とすると二つのスリットをくぐり抜けてスクリーンに着弾する確率は当然P=P1+P2であると予想される、ところが確率は干渉縞となって現れる。この干渉縞の分布を計算すると|φ1+φ2|2と一致することが分る。そこで干渉が起きている時、電子はどのスリットを通ったのか監視する実験を行うと干渉縞がこわれてP1+P2の分布にもどってしまう。ということから、電子がどのスリットを通ったか監視する実験を行わない時、すなわちどのスリットを通ったか分からない時に干渉縞が現れる。

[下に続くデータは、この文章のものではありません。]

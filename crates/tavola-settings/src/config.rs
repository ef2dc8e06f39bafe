//! # Controller Configuration
//!
//! Per-installation policy for settings screens.
//!
//! ## Configuration Sources
//! ```text
//! ┌─────────────────────────────────────────────────────────────────────────┐
//! │                    Configuration Priority                               │
//! │                                                                         │
//! │  1. Environment Variables (highest priority)                           │
//! │     TAVOLA_CLEAR_SEARCH_ON_CLOSE=true                                  │
//! │     TAVOLA_EVENT_REPLAY=latest                                         │
//! │                                                                         │
//! │  2. TOML Config File                                                   │
//! │     ~/.config/tavola/settings.toml (Linux)                             │
//! │     ~/Library/Application Support/com.tavola.tavola/settings.toml      │
//! │                                                                         │
//! │  3. Default Values (lowest priority)                                   │
//! │     keep search text on close, no event replay                         │
//! └─────────────────────────────────────────────────────────────────────────┘
//! ```
//!
//! ## Configuration File Format
//! ```toml
//! # settings.toml
//! [search]
//! clear_on_close = false
//!
//! [events]
//! replay = "none"     # none | latest
//! capacity = 16
//!
//! [transfer]
//! failure_message = "Unable to complete the operation"
//! export_dir = "/home/asha/exports"
//! ```

use std::path::{Path, PathBuf};

use serde::{Deserialize, Serialize};
use tracing::{debug, info, warn};

use crate::error::{SettingsError, SettingsResult};
use crate::events::{ReplayPolicy, DEFAULT_EVENT_CAPACITY};

// =============================================================================
// Sections
// =============================================================================

/// Search bar behaviour.
#[derive(Debug, Clone, Default, PartialEq, Eq, Serialize, Deserialize)]
pub struct SearchSettings {
    /// Clear the query text when the search bar is closed.
    #[serde(default)]
    pub clear_on_close: bool,
}

/// Event channel behaviour.
#[derive(Debug, Clone, PartialEq, Eq, Serialize, Deserialize)]
pub struct EventSettings {
    /// Whether a screen that subscribes late sees the last event.
    #[serde(default)]
    pub replay: ReplayPolicy,

    /// Undelivered events kept per subscriber.
    #[serde(default = "default_capacity")]
    pub capacity: usize,
}

fn default_capacity() -> usize {
    DEFAULT_EVENT_CAPACITY
}

impl Default for EventSettings {
    fn default() -> Self {
        EventSettings {
            replay: ReplayPolicy::default(),
            capacity: default_capacity(),
        }
    }
}

/// Import/export behaviour.
#[derive(Debug, Clone, PartialEq, Eq, Serialize, Deserialize)]
pub struct TransferSettings {
    /// Message shown when a failure carries no reason of its own.
    #[serde(default = "default_failure_message")]
    pub failure_message: String,

    /// Directory relative export paths are resolved against.
    #[serde(default)]
    pub export_dir: Option<PathBuf>,
}

fn default_failure_message() -> String {
    "Unable to complete the operation".to_string()
}

impl Default for TransferSettings {
    fn default() -> Self {
        TransferSettings {
            failure_message: default_failure_message(),
            export_dir: None,
        }
    }
}

// =============================================================================
// Controller Configuration
// =============================================================================

/// Complete controller configuration.
#[derive(Debug, Clone, Default, PartialEq, Eq, Serialize, Deserialize)]
pub struct ControllerConfig {
    #[serde(default)]
    pub search: SearchSettings,

    #[serde(default)]
    pub events: EventSettings,

    #[serde(default)]
    pub transfer: TransferSettings,
}

impl ControllerConfig {
    pub fn new() -> Self {
        Self::default()
    }

    /// Loads configuration from file, environment, and defaults.
    ///
    /// ## Load Order (later overrides earlier)
    /// 1. Default values
    /// 2. Config file (settings.toml)
    /// 3. Environment variables
    pub fn load(config_path: Option<PathBuf>) -> SettingsResult<Self> {
        let mut config = Self::default();

        if let Some(path) = config_path.or_else(Self::default_config_path) {
            if path.exists() {
                info!(?path, "Loading settings config from file");
                let contents = std::fs::read_to_string(&path)?;
                config = toml::from_str(&contents)?;
            } else {
                debug!(?path, "Config file not found, using defaults");
            }
        }

        config.apply_overrides(|key| std::env::var(key).ok());
        config.validate()?;

        Ok(config)
    }

    /// Loads config or returns default if load fails.
    pub fn load_or_default(config_path: Option<PathBuf>) -> Self {
        Self::load(config_path).unwrap_or_else(|e| {
            warn!("Failed to load settings config: {}. Using defaults.", e);
            Self::default()
        })
    }

    /// Saves configuration to file.
    pub fn save(&self, config_path: Option<PathBuf>) -> SettingsResult<()> {
        let path = config_path
            .or_else(Self::default_config_path)
            .ok_or_else(|| SettingsError::ConfigSaveFailed("No config path available".into()))?;

        if let Some(parent) = path.parent() {
            std::fs::create_dir_all(parent)
                .map_err(|e| SettingsError::ConfigSaveFailed(e.to_string()))?;
        }

        let contents = toml::to_string_pretty(self)?;
        std::fs::write(&path, contents).map_err(|e| SettingsError::ConfigSaveFailed(e.to_string()))?;

        info!(?path, "Settings config saved");
        Ok(())
    }

    /// Validates the configuration.
    pub fn validate(&self) -> SettingsResult<()> {
        if self.events.capacity == 0 {
            return Err(SettingsError::InvalidConfig(
                "events.capacity must be greater than 0".into(),
            ));
        }

        if self.transfer.failure_message.trim().is_empty() {
            return Err(SettingsError::InvalidConfig(
                "transfer.failure_message must not be empty".into(),
            ));
        }

        if let Some(dir) = &self.transfer.export_dir {
            if dir.is_file() {
                return Err(SettingsError::InvalidConfig(format!(
                    "transfer.export_dir is a file: {}",
                    dir.display()
                )));
            }
        }

        Ok(())
    }

    /// Applies `TAVOLA_*` overrides, reading variables through `lookup`.
    fn apply_overrides(&mut self, lookup: impl Fn(&str) -> Option<String>) {
        if let Some(value) = lookup("TAVOLA_CLEAR_SEARCH_ON_CLOSE") {
            match value.to_lowercase().as_str() {
                "1" | "true" | "yes" => self.search.clear_on_close = true,
                "0" | "false" | "no" => self.search.clear_on_close = false,
                _ => warn!(value = %value, "Unknown clear-on-close flag in environment"),
            }
        }

        if let Some(value) = lookup("TAVOLA_EVENT_REPLAY") {
            match value.parse() {
                Ok(policy) => {
                    debug!(policy = %value, "Overriding event replay from environment");
                    self.events.replay = policy;
                }
                Err(_) => warn!(value = %value, "Unknown event replay policy in environment"),
            }
        }

        if let Some(value) = lookup("TAVOLA_EVENT_CAPACITY") {
            if let Ok(capacity) = value.parse::<usize>() {
                self.events.capacity = capacity;
            }
        }

        if let Some(message) = lookup("TAVOLA_FAILURE_MESSAGE") {
            self.transfer.failure_message = message;
        }

        if let Some(dir) = lookup("TAVOLA_EXPORT_DIR") {
            debug!(dir = %dir, "Overriding export directory from environment");
            self.transfer.export_dir = Some(PathBuf::from(dir));
        }
    }

    /// Returns the default config file path.
    pub fn default_config_path() -> Option<PathBuf> {
        directories::ProjectDirs::from("com", "tavola", "tavola")
            .map(|dirs| dirs.config_dir().join("settings.toml"))
    }

    // =========================================================================
    // Convenience Methods
    // =========================================================================

    pub fn clear_search_on_close(&self) -> bool {
        self.search.clear_on_close
    }

    pub fn replay_policy(&self) -> ReplayPolicy {
        self.events.replay
    }

    pub fn failure_message(&self) -> &str {
        &self.transfer.failure_message
    }

    /// Resolves an export path against `transfer.export_dir`.
    ///
    /// Absolute paths are returned unchanged.
    pub fn export_path(&self, path: impl AsRef<Path>) -> PathBuf {
        let path = path.as_ref();
        match &self.transfer.export_dir {
            Some(dir) if path.is_relative() => dir.join(path),
            _ => path.to_path_buf(),
        }
    }
}

#[cfg(test)]
mod tests {
    use super::*;
    use std::collections::HashMap;

    fn env(pairs: &[(&str, &str)]) -> impl Fn(&str) -> Option<String> {
        let map: HashMap<String, String> = pairs
            .iter()
            .map(|(k, v)| (k.to_string(), v.to_string()))
            .collect();
        move |key| map.get(key).cloned()
    }

    #[test]
    fn test_default_config() {
        let config = ControllerConfig::default();
        assert!(!config.clear_search_on_close());
        assert_eq!(config.replay_policy(), ReplayPolicy::None);
        assert_eq!(config.events.capacity, DEFAULT_EVENT_CAPACITY);
        assert!(config.validate().is_ok());
    }

    #[test]
    fn test_partial_toml_fills_defaults() {
        let config: ControllerConfig = toml::from_str(
            r#"
            [events]
            replay = "latest"
            "#,
        )
        .unwrap();

        assert_eq!(config.replay_policy(), ReplayPolicy::Latest);
        assert_eq!(config.events.capacity, DEFAULT_EVENT_CAPACITY);
        assert_eq!(config.failure_message(), "Unable to complete the operation");
    }

    #[test]
    fn test_env_overrides() {
        let mut config = ControllerConfig::default();
        config.apply_overrides(env(&[
            ("TAVOLA_CLEAR_SEARCH_ON_CLOSE", "true"),
            ("TAVOLA_EVENT_REPLAY", "latest"),
            ("TAVOLA_EVENT_CAPACITY", "4"),
            ("TAVOLA_EXPORT_DIR", "/srv/exports"),
        ]));

        assert!(config.clear_search_on_close());
        assert_eq!(config.replay_policy(), ReplayPolicy::Latest);
        assert_eq!(config.events.capacity, 4);
        assert_eq!(config.export_path("charges.json"), PathBuf::from("/srv/exports/charges.json"));
        assert_eq!(config.export_path("/tmp/a.json"), PathBuf::from("/tmp/a.json"));
    }

    #[test]
    fn test_bad_env_values_are_ignored() {
        let mut config = ControllerConfig::default();
        config.apply_overrides(env(&[
            ("TAVOLA_CLEAR_SEARCH_ON_CLOSE", "maybe"),
            ("TAVOLA_EVENT_REPLAY", "sometimes"),
            ("TAVOLA_EVENT_CAPACITY", "lots"),
        ]));

        assert_eq!(config, ControllerConfig::default());
    }

    #[test]
    fn test_config_validation() {
        let mut config = ControllerConfig::default();
        config.events.capacity = 0;
        assert!(config.validate().is_err());

        config.events.capacity = 8;
        config.transfer.failure_message = "  ".into();
        assert!(config.validate().is_err());
    }

    #[test]
    fn test_save_and_load_round_trip() {
        let dir = tempfile::tempdir().unwrap();
        let path = dir.path().join("nested").join("settings.toml");

        let mut config = ControllerConfig::default();
        config.search.clear_on_close = true;
        config.save(Some(path.clone())).unwrap();

        let contents = std::fs::read_to_string(&path).unwrap();
        assert!(contents.contains("[search]"));

        let loaded: ControllerConfig = toml::from_str(&contents).unwrap();
        assert_eq!(loaded, config);
    }

    #[test]
    fn test_load_or_default_on_malformed_file() {
        let dir = tempfile::tempdir().unwrap();
        let path = dir.path().join("settings.toml");
        std::fs::write(&path, "[events\ncapacity = ").unwrap();

        let config = ControllerConfig::load_or_default(Some(path));
        assert_eq!(config.events.capacity, DEFAULT_EVENT_CAPACITY);
    }
}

このことを電子が二つのスリットを同時に通り自分自身と干渉したと説明されるが、だれも電子が真っ二つに割れたところを目撃したひとはいない。この説明も疑問符がつく。φ1+φ2はなんなのかというと、重ね合わせ( Superposition)の原理と呼ばれ量子力学の重要概念のひとつです。二つの状態があったとき、その線形結合も許される状態とされている。

では重ね合わされた状態は検証不可能なのだけど実際に存在するのかというとなかなか微妙です。上の二重スリットでは観測不可です。でも有用です。実在を観測を持って位置づけるなら存在しないということになります。だから現実には存在しないと見るべきだろう。しかし重ね合わせを導入することによって後で計算でき非常にうまく計算できることから、ここは割り切るべきかもしれません。

観測または測定とは

ある物理量の測定値の数値をa1とし、それに属する波動関数を固有関数と呼びφ1で表すなら測定とは物理量の演算子Aをほどこすことによって数値a1を得ることである。数式ではAφ1=a1φ1と表される。同様にAφ2=a2φ2 …Aφi=aiφi …量子力学ではこれらの固有関数の線形結合も許される状態とされ

ψ=Σciφi で表されφi の重ね合わせSuperpositionとなっている。

この重ね合わされた ψに対して物理量Aの測定を行うと集合φiのうち、ひとつの値のみ得られる。これを波束の収束と呼ばれている。

ここからはトンデモかもです

われわれの住んでいる世界は電子から見るとマクロです。位置も運動量も条件なしに任意に精度よく見ることができます。ミクロの世界を見るためにはマクロ側の測定器を使って見る必要があるわけです。ミクロの世界では当たり前の重ね合わされた状態は決して見ることはできません。見てしまうと波束の収束が起こってしまうのです。では重ね合わされた状態は現実には存在するのかというとマクロ側からだと実在しないと見るべきであろう。上の二重スリットの例にあるように、あからさまに「電子が二つのスリットを同時に通り自分自身と干渉した」といのもどうかなと思う。そういうわけで量子力学において存在というのも微妙ですし慎重に言葉を選ばなければならないと思う。ということでできるだけ使わないようにしようと思う。
<<追加>>
ミクロとマクロを分けたのは理解の途中だと思っていただければです。ではマクロ側では検知不能な「重ね合わせ」とはなんだろうか。ここが量子力学のまか不思議なところです。

基本的に観測抜きにして実在論は語れないだろう。量子力学は道具主義に近いと思う。

<<追加というか訂正>>

3/4正式な実在」の定義…対象に対して誤差がなく、対象に影響を与えない測定を行った時、ある物理量が得られる。その後も同じ測定を何度やっても同じ値が得られたなら、その対象の物理量は測定前から確定した値を持っていると言われ、これを実在すると表現する。